#### What is expected
Below are the records; pull every line that includes "else".

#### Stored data

◆ ◆ ◆ ◆

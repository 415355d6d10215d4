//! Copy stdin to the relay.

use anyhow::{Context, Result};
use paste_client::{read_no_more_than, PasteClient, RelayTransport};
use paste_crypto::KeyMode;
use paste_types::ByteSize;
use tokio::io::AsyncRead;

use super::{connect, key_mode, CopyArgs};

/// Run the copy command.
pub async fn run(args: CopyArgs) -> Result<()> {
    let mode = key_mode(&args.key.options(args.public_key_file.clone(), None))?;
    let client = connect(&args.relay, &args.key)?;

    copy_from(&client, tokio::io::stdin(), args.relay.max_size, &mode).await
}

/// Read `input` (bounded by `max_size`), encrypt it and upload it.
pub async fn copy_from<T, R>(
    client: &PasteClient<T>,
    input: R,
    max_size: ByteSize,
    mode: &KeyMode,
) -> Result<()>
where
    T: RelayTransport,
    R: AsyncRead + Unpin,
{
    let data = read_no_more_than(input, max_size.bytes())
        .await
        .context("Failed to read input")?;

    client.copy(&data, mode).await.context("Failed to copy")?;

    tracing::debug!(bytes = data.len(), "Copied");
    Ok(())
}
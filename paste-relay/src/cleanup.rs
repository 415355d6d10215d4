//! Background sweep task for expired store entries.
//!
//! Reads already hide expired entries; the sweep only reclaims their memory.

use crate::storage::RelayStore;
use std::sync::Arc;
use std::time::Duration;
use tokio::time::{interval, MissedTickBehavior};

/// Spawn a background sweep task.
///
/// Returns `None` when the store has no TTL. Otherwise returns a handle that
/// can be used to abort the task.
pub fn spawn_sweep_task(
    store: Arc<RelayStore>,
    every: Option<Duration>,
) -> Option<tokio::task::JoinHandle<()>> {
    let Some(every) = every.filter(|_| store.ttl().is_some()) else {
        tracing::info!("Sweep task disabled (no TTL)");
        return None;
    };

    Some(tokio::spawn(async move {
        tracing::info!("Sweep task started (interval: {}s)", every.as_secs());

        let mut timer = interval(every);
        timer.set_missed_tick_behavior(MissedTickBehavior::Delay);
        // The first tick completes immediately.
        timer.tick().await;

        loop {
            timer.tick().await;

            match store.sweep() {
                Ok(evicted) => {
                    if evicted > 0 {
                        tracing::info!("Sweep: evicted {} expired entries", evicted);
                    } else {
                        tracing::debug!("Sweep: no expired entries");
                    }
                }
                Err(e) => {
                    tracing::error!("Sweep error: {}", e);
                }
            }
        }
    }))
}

◆ ◆ ◆ ◆

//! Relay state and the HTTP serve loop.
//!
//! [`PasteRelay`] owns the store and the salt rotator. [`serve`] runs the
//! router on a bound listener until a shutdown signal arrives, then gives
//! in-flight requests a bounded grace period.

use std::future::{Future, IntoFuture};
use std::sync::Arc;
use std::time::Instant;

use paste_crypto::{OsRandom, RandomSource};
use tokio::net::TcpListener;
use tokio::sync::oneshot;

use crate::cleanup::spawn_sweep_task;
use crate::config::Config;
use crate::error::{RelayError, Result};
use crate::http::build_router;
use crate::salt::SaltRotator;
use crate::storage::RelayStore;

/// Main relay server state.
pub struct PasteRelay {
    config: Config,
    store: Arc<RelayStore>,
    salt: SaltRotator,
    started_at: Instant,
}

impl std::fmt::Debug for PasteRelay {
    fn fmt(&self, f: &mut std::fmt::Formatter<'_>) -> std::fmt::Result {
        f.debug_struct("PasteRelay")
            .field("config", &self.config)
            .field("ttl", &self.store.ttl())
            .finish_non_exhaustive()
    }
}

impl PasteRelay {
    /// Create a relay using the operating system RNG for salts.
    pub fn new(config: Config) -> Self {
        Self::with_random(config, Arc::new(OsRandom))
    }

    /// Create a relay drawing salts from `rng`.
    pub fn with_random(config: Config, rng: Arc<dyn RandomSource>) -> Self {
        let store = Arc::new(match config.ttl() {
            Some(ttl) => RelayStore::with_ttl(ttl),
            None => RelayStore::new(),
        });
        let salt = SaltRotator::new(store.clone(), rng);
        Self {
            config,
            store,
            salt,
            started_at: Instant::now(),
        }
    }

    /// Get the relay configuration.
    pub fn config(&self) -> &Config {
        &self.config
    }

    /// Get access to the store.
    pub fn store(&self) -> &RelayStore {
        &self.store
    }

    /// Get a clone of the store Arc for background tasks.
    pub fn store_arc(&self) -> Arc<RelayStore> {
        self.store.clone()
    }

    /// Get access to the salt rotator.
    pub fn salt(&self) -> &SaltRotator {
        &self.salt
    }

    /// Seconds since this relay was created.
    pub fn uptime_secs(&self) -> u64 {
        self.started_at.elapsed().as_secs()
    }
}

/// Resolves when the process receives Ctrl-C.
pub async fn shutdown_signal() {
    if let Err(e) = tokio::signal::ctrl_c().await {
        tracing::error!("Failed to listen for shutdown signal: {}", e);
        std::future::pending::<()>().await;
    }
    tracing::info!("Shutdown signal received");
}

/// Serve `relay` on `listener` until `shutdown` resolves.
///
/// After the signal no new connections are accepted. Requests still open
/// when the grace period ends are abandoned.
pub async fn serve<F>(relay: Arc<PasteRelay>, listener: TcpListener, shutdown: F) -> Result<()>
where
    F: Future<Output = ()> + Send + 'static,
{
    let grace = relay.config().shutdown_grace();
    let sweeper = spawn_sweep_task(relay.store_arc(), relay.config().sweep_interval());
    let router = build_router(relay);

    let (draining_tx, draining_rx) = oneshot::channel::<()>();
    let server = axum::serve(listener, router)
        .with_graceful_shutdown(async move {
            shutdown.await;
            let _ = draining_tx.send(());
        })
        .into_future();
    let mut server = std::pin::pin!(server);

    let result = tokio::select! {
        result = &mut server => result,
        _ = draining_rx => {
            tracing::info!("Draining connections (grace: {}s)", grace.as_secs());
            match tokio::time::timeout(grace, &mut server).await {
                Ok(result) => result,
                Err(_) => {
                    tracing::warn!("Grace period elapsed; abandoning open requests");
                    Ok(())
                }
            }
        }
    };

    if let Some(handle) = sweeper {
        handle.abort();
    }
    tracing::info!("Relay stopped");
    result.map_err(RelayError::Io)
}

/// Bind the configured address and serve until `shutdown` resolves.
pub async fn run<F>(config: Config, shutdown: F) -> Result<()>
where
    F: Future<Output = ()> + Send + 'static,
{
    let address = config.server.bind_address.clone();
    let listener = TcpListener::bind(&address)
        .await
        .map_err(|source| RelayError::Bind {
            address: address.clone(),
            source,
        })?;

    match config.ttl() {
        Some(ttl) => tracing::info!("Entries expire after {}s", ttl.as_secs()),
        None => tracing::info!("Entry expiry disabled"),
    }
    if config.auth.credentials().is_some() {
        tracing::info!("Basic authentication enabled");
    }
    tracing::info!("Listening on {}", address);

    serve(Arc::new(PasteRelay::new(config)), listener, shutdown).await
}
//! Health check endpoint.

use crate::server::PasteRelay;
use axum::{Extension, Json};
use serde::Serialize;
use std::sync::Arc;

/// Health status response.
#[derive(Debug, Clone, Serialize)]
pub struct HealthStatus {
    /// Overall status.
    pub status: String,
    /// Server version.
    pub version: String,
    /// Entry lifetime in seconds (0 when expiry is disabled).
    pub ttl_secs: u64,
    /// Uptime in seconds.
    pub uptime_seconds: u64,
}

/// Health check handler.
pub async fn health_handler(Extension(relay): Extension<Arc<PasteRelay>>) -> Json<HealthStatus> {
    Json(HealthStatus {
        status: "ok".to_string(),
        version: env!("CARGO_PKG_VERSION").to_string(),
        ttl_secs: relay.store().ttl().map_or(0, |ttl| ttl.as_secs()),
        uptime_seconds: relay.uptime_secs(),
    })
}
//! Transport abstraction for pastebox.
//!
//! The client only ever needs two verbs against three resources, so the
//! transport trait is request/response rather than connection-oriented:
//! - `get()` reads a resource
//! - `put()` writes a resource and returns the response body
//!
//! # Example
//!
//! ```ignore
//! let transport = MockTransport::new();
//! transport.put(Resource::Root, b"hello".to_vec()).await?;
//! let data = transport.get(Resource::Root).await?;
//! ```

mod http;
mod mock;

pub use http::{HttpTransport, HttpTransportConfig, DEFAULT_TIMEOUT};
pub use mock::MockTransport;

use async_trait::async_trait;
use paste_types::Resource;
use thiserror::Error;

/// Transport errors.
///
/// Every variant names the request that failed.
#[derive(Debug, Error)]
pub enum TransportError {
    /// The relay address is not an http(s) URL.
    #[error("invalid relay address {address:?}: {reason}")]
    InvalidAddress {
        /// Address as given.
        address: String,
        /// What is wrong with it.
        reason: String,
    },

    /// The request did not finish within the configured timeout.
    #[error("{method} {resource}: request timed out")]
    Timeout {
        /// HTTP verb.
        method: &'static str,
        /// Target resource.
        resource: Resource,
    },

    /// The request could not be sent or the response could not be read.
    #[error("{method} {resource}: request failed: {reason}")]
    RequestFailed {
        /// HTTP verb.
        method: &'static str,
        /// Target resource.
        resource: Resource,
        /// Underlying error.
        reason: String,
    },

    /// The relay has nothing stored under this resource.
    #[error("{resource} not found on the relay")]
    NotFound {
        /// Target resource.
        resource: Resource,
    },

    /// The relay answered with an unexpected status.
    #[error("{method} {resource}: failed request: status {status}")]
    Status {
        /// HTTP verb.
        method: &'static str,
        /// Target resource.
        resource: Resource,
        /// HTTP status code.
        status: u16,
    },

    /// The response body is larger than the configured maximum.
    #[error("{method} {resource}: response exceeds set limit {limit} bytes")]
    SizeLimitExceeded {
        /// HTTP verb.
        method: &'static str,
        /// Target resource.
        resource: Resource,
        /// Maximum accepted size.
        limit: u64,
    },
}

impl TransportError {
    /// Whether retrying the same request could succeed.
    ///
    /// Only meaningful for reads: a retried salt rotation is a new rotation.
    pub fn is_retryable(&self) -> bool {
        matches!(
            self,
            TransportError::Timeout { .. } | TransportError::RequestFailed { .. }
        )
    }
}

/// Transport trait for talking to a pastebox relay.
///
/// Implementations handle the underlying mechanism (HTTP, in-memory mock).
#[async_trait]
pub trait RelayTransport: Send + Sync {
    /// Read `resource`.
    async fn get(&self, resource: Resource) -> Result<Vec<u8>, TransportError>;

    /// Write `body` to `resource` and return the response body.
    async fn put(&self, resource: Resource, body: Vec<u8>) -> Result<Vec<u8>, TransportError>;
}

◆ ◆ ◆ ◆

#### Answer
    let Some(every) = every.filter(|_| store.ttl().is_some()) else {
                    } else {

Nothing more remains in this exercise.